Ni l’un ni l’autre n’a laissé transparaître au fil des ans de très grande sensibilité québécoise. M. Carney semble n’avoir jamais accordé d’entrevue à un grand média québécois, depuis qu’il a quitté la Banque du Canada en 2013 ou qu’il convoite une carrière politique. Tout au plus a-t-il laborieusement prononcé en français 5 des 20 minutes de son discours de lancement de campagne, jeudi. Mme Freeland, qui promet aujourd’hui de mettre la nation québécoise au coeur de sa campagne, se contentait, à ses débuts politiques et avant ses présentes ambitions, de traduire ses réponses et d’ignorer les questions précises des journalistes francophones de la colline du Parlement. Qu’ils semblent tous deux avoir attendu que leur lancement respectif soit imminent pour s’entourer de conseillers seniors ayant des attaches au Québec en dit long.
Depuis 1968, aucune des courses à la chefferie du PLC ne s’est déroulée sans candidat québécois, hormis celle ayant couronné en 2008 Michael Ignatieff. Son bref règne a été ponctué par le départ fracassant de Denis Coderre comme lieutenant québécois, qui accusait le parti d’être dirigé par la « garde rapprochée de Toronto », puis parachevé par la plus grande défaite électorale du PLC, y compris au Québec.
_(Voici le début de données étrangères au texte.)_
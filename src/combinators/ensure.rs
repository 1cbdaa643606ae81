use crate::Outcome;

impl<T, E> Outcome<T, E> {
    /// Demotes a `Success` to `Failure(error)` when `predicate` rejects its value.
    ///
    /// A `Failure` is returned unchanged and `predicate` is not called.
    ///
    /// # Examples
    ///
    /// ```rust
    /// use railway::Outcome;
    ///
    /// let x: Outcome<i32, &str> = Outcome::Success(5);
    /// assert_eq!(x.ensure(|v| *v > 0, "negative"), Outcome::Success(5));
    /// assert_eq!(x.ensure(|v| *v < 5, "too big"), Outcome::Failure("too big"));
    /// ```
    #[inline]
    pub fn ensure<P>(self, predicate: P, error: E) -> Self
    where
        P: FnOnce(&T) -> bool,
    {
        self.ensure_with(predicate, move |_| error)
    }

    /// Like [`ensure`](Self::ensure), building the error from `factory` only when the
    /// value is rejected.
    #[inline]
    pub fn ensure_or_else<P, F>(self, predicate: P, factory: F) -> Self
    where
        P: FnOnce(&T) -> bool,
        F: FnOnce() -> E,
    {
        self.ensure_with(predicate, move |_| factory())
    }

    /// Like [`ensure`](Self::ensure), building the error from the rejected value.
    ///
    /// ```rust
    /// use railway::Outcome;
    ///
    /// let port: Outcome<u32, String> = Outcome::Success(70_000);
    /// let checked = port.ensure_with(|p| *p <= 65_535, |p| format!("port {p} out of range"));
    /// assert_eq!(checked, Outcome::Failure("port 70000 out of range".to_string()));
    /// ```
    pub fn ensure_with<P, F>(self, predicate: P, factory: F) -> Self
    where
        P: FnOnce(&T) -> bool,
        F: FnOnce(T) -> E,
    {
        self.bind(|value| {
            if predicate(&value) {
                Outcome::Success(value)
            } else {
                tracing::trace!("ensure rejected success value");
                Outcome::Failure(factory(value))
            }
        })
    }
}

#[cfg(test)]
mod tests {
    use crate::Outcome;
    use std::cell::Cell;

    #[test]
    fn test_ensure_keeps_accepted_value() {
        let x: Outcome<i32, &str> = Outcome::Success(5);
        assert_eq!(x.ensure(|v| *v > 0, "negative"), Outcome::Success(5));
    }

    #[test]
    fn test_ensure_demotes_rejected_value() {
        let x: Outcome<i32, &str> = Outcome::Success(-1);
        assert_eq!(x.ensure(|v| *v > 0, "negative"), Outcome::Failure("negative"));
    }

    #[test]
    fn test_ensure_skips_predicate_on_failure() {
        let calls = Cell::new(0);
        let x: Outcome<i32, &str> = Outcome::Failure("earlier");
        let out = x.ensure(
            |_| {
                calls.set(calls.get() + 1);
                false
            },
            "later",
        );

        assert_eq!(out, Outcome::Failure("earlier"));
        assert_eq!(calls.get(), 0);
    }

    #[test]
    fn test_ensure_or_else_is_lazy() {
        let built = Cell::new(false);
        let accepted: Outcome<i32, String> = Outcome::Success(1);
        let out = accepted.ensure_or_else(
            |v| *v == 1,
            || {
                built.set(true);
                "unreachable".to_string()
            },
        );

        assert_eq!(out, Outcome::Success(1));
        assert!(!built.get());

        let rejected: Outcome<i32, String> = Outcome::Success(2);
        assert_eq!(
            rejected.ensure_or_else(|v| *v == 1, || "not one".to_string()),
            Outcome::Failure("not one".to_string())
        );
    }

    #[test]
    fn test_ensure_with_receives_value() {
        let x: Outcome<Vec<u8>, usize> = Outcome::Success(vec![1, 2, 3]);
        assert_eq!(x.ensure_with(|v| v.is_empty(), |v| v.len()), Outcome::Failure(3));
    }

    #[test]
    fn test_ensure_with_skips_factory_on_failure() {
        let calls = Cell::new(0);
        let x: Outcome<i32, i32> = Outcome::Failure(9);
        let out = x.ensure_with(
            |_| false,
            |v| {
                calls.set(calls.get() + 1);
                v
            },
        );

        assert_eq!(out, Outcome::Failure(9));
        assert_eq!(calls.get(), 0);
    }
}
L’unique autre chef non québécois en 57 ans d’histoire libérale, John Turner, avait obtenu pour sa part en 1984, plombé notamment par l’usure du pouvoir, le second des pires scores électoraux du parti.
Malgré les coups de sonde dévastateurs pour le PLC aujourd’hui, c’est au Québec que les libéraux peuvent encore espérer conserver le plus de sièges — 17 sur les 37 projetés pour l’instant par l’agrégateur de sondages Canada338. Ce qui, avec 45 % des victoires possibles en territoire québécois, s’inscrirait dans la médiane des résultats électoraux du parti au Québec même si, à l’échelle canadienne, il enregistrerait l’une de ses plus cuisantes défaites historiques.
Les racines québécoises d’un chef de parti et de gouvernement ne garantissent évidemment en rien un respect du Québec et de ses champs de compétence, comme en témoigne l’ingérence à répétition de Justin Trudeau. Un minimum de compréhension des aspirations du Québec échappe cependant d’autant plus aux Canadiens anglais qui ne s’intéressent à la réalité québécoise qu’au moment opportun.
Au-delà des lettres ouvertes ou des visites éclair de campagne à la chefferie, M. Carney et Mme Freeland proposeront-ils un renouveau dans les relations fédérales avec le Québec ? Le respect de la souveraineté parlementaire et des lois québécoises en matière de laïcité et de langue française ? Défendront-ils les secteurs de l’aluminium, de la foresterie et de l’aéronautique, la gestion de l’offre et la souveraineté culturelle en martelant qu’ils seraient le meilleur adversaire et protecteur de l’économie canadienne face à Donald Trump ?
Les Québécois ne sont pas dupes. Il ne suffira pas aux aspirants-chefs de faire soudainement la cour au Québec. Ou de croire y faire bonne figure en parlant simplement français, pendant qu’un autre candidat, le député Chandra Arya, tente de justifier qu’il ne se soucie guère de la langue de Molière.
Le mépris de ce dernier aura au contraire rappelé aux Québécois leurs réticences à se voir représentés par un parti qui ne les comprend pas. M. Carney et Mme Freeland auront fort à faire pour les convaincre du contraire.